Rich Felker wrote:
I can say with certainty born of 10+ years of trying to implement an
implicit bidi reordering routine that "just does the right thing," there
are ambiguities that simply can't be avoided. Like your example.
Are one or both numbers associated with the RTL text or the LTR text?
Simple question, multiple answers. Some answers are simple, some are not.
Exactly. Unicode bidi algorithm assumes that anyone putting bidi
characters in a text stream will give them special consideration and
manually resolve these issues with explicit embedding. That is, it
comes from the word processor mentality of the designers of Unicode.
They never stop to think that maybe an automated process that doesn't
know about character semantics could be writing strings, or that
syntax in a particular text file (like passwd, csv files, tsv files,
etc.) could preclude such treatment.
Did it every occur to you that it wasn't the "word processing mentality"

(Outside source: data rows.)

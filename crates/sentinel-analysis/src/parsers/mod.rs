//! Tree-sitter parser subsystem: 10 grammars behind one parse interface.

pub mod ast;
pub mod categories;
pub mod error_tolerant;
pub mod registry;

pub use ast::{AstNode, Span};
pub use categories::{Category, CategoryIssue, CategoryTable};
pub use registry::ParserRegistry;
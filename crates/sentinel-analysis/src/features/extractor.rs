//! Tree walk producing per-kind counts and category aggregates.

use crate::language::Language;
use crate::parsers::{AstNode, Category, CategoryTable};

use super::vector::FeatureVector;

/// Counts node kinds over an [`AstNode`] tree.
pub struct FeatureExtractor<'a> {
    categories: &'a CategoryTable,
}

impl<'a> FeatureExtractor<'a> {
    pub fn new(categories: &'a CategoryTable) -> Self {
        Self { categories }
    }

    /// Count every node at every depth, anonymous tokens included, keyed by kind.
    pub fn extract(&self, tree: &AstNode) -> FeatureVector {
        let mut counts = FeatureVector::new();
        for node in tree.preorder() {
            counts.increment(&node.kind);
        }
        counts
    }

    /// Cross-language features for a tree parsed as `language`:
    /// `<language>_<kind>` raw counts, all ten `common_<category>` aggregates
    /// (zero included), and `is_<language> = 1`.
    pub fn normalize(&self, tree: &AstNode, language: Language) -> FeatureVector {
        let raw = self.extract(tree);
        let tag = language.tag();

        let mut features: FeatureVector = raw
            .iter()
            .map(|(kind, count)| (format!("{tag}_{kind}"), count))
            .collect();

        for category in Category::ALL {
            let tags = self.categories.tags(category, language);
            let total: u64 = tags.iter().map(|t| raw.get(t)).sum();
            features.set(category.feature_name(), total);
        }

        features.set(format!("is_{tag}"), 1);
        features
    }
}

of the Unicode designers that led to ambiguities surviving in plain
text? It is simply the fact that there is no nice neat solution. Unicode
went farther than just about anyone else in solving the general case of
reordering plain bidi text for display without explicit directional codes.
The Unicode bidi reordering algorithm is not fundamentally broken, it
simply provides a result that is correct in many, but not all cases. If
you can defy 30 years of experience in implicit bidi reordering
implementations and come up with one that does the correct thing all the
time, you could be a very rich man.
Why is implicit so important?
Why does plain text still exist?
A bidi algorithm with minimal/no
implicit behavior works fine as long as you are not mixing
languages/scripts, and when mixing scripts it makes sense to use
explicit embedding -- especially since the cases of mixed scripts that
MUST work without formatting controls are files that are meant to be
machine-interpreted as opposed to pretty-printed for human
consumption.
I'm not quite sure what point you are trying to make here. Do away with
plain text?
In particular, an algorithm that only applies reordering within single
'words' would give the desired effects for writing numbers in an RTL
context and for writing single LTR words in a RTL context or single
RTL words in a LTR context. Anything more than that (with unlimited
long range reordering behavior) would then require explicit embedding.
You are aware that numeric expressions can be written differently in
Hebrew and Arabic, yes? Sometimes the reordering of numeric expressions
differ (i.e. 1/2 in Latin and Hebrew would be presented as 2/1 in
Arabic). This also affects other characters often used with numbers such
as percent and dollar sign. So even within strictly RTL scripts,
different reordering is required depending on which script is being
used. But if you know a priori which script is in use, reordering is
trivial.
So you have a choice, adapt your config file reader to ignore a few
characters or come up with an algorithm that displays plain text
correctly all the time.
What should happpen when editing source code? Should x = FOO(BAR);
have the argument on the left while x = FOO(bar); has it on the right?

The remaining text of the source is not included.